--- What to produce ---
Where the string "Option" shows up in a line of the records, copy that line.

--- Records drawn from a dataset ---
⁂
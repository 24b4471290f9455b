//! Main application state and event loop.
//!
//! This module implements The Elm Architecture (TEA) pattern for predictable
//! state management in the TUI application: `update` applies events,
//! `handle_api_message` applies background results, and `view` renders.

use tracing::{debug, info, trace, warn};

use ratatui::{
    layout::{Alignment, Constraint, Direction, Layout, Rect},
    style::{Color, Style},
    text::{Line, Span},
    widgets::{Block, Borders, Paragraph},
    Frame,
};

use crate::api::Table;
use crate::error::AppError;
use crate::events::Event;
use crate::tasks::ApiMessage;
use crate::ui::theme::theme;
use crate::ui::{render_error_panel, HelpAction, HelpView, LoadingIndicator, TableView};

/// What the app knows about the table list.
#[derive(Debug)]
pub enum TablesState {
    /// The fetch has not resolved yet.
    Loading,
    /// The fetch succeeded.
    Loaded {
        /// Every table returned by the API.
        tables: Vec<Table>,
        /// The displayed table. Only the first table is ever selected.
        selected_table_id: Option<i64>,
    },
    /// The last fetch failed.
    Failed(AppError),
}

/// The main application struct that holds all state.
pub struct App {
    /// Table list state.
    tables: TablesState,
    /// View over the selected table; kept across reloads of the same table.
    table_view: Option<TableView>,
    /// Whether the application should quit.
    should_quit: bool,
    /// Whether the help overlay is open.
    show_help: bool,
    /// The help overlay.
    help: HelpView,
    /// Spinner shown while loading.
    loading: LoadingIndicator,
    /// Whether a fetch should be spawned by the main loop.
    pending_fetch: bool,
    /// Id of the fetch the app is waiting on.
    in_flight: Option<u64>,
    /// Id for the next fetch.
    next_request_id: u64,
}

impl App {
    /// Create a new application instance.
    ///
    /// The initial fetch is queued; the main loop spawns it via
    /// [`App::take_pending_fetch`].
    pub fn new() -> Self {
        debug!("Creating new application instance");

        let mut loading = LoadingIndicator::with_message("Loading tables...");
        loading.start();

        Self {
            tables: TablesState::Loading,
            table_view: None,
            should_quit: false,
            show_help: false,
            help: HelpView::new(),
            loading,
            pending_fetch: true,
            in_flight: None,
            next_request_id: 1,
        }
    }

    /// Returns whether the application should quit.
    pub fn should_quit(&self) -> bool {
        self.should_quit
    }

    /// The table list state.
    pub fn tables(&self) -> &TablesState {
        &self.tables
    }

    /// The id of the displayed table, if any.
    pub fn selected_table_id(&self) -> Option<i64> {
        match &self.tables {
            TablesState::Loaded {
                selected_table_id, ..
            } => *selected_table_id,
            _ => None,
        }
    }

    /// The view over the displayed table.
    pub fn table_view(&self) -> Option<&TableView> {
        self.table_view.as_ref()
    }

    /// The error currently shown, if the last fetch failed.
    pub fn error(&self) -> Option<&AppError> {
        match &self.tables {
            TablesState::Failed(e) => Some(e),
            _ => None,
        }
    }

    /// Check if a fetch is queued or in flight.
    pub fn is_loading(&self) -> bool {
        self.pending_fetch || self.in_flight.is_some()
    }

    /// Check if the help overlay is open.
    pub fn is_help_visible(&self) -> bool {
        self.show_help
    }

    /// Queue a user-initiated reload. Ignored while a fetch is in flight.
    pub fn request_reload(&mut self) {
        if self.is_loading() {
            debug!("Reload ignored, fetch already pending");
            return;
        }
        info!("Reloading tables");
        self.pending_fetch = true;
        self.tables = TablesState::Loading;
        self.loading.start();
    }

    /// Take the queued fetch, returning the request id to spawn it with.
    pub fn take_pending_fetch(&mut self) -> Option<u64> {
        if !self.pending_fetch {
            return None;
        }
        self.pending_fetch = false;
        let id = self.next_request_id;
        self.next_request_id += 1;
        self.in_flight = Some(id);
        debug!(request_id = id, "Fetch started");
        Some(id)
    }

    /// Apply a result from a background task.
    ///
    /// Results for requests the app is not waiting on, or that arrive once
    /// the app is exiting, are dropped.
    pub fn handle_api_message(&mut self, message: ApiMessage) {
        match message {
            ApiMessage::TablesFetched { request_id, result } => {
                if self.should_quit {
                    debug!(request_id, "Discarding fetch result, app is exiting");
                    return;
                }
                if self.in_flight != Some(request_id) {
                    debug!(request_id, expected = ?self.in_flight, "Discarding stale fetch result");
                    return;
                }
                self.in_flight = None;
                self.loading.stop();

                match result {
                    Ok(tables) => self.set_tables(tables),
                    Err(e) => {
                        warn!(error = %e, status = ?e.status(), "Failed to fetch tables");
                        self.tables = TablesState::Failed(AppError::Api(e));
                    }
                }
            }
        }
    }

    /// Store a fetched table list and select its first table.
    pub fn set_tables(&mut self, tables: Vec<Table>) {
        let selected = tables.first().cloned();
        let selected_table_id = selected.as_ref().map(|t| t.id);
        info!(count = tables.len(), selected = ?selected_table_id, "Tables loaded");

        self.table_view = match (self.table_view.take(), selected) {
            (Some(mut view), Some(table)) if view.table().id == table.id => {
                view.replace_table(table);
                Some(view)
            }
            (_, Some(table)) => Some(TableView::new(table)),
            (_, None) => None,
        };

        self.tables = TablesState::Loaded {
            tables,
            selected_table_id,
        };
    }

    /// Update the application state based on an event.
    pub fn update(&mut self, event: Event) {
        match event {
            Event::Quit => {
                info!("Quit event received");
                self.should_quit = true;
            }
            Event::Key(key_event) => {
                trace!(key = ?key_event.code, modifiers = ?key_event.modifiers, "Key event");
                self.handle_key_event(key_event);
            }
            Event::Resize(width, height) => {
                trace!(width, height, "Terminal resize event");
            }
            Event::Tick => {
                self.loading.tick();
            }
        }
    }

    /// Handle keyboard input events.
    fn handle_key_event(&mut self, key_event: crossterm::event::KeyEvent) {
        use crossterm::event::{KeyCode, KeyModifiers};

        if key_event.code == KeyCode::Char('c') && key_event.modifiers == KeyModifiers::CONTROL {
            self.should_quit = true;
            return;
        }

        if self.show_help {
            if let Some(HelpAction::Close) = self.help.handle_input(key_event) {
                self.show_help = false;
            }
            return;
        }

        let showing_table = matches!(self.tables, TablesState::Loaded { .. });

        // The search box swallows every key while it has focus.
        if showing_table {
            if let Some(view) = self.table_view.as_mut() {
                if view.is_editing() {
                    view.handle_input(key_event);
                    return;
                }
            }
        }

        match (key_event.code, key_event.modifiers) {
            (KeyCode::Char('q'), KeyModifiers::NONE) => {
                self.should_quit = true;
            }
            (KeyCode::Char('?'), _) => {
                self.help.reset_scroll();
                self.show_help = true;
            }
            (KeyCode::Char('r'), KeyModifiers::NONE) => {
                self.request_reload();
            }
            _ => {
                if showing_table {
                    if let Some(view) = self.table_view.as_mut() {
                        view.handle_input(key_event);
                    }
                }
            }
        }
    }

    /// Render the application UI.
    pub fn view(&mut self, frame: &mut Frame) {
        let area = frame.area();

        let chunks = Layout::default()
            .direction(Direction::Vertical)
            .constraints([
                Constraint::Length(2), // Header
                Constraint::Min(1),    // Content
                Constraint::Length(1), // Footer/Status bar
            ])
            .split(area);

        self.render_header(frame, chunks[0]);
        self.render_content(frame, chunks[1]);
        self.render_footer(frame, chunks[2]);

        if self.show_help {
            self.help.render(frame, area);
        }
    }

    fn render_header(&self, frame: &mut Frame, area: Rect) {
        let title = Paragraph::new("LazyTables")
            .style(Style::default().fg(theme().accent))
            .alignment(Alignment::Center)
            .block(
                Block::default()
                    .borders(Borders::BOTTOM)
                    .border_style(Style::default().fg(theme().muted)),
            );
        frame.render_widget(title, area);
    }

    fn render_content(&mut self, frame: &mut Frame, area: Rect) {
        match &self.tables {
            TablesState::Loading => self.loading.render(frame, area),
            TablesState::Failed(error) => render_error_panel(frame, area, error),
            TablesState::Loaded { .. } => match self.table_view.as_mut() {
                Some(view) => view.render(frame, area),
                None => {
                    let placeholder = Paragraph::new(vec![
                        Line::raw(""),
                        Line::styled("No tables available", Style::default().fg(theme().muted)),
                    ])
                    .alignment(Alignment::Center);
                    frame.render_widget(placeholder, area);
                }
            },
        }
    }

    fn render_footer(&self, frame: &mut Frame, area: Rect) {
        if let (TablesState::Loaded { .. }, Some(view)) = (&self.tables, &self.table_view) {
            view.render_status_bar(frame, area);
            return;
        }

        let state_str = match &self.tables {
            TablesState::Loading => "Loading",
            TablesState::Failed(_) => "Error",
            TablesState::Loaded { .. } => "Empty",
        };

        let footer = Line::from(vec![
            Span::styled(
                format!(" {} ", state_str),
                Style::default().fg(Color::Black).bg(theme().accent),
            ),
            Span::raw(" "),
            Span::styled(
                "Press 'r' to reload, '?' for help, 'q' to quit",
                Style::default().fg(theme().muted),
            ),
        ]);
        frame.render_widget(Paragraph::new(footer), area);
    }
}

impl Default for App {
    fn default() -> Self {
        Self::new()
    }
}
⁂
--- Task response ---
        selected_table_id: Option<i64>,
    table_view: Option<TableView>,
    in_flight: Option<u64>,
    pub fn selected_table_id(&self) -> Option<i64> {
    pub fn table_view(&self) -> Option<&TableView> {
    pub fn error(&self) -> Option<&AppError> {
    pub fn take_pending_fetch(&mut self) -> Option<u64> {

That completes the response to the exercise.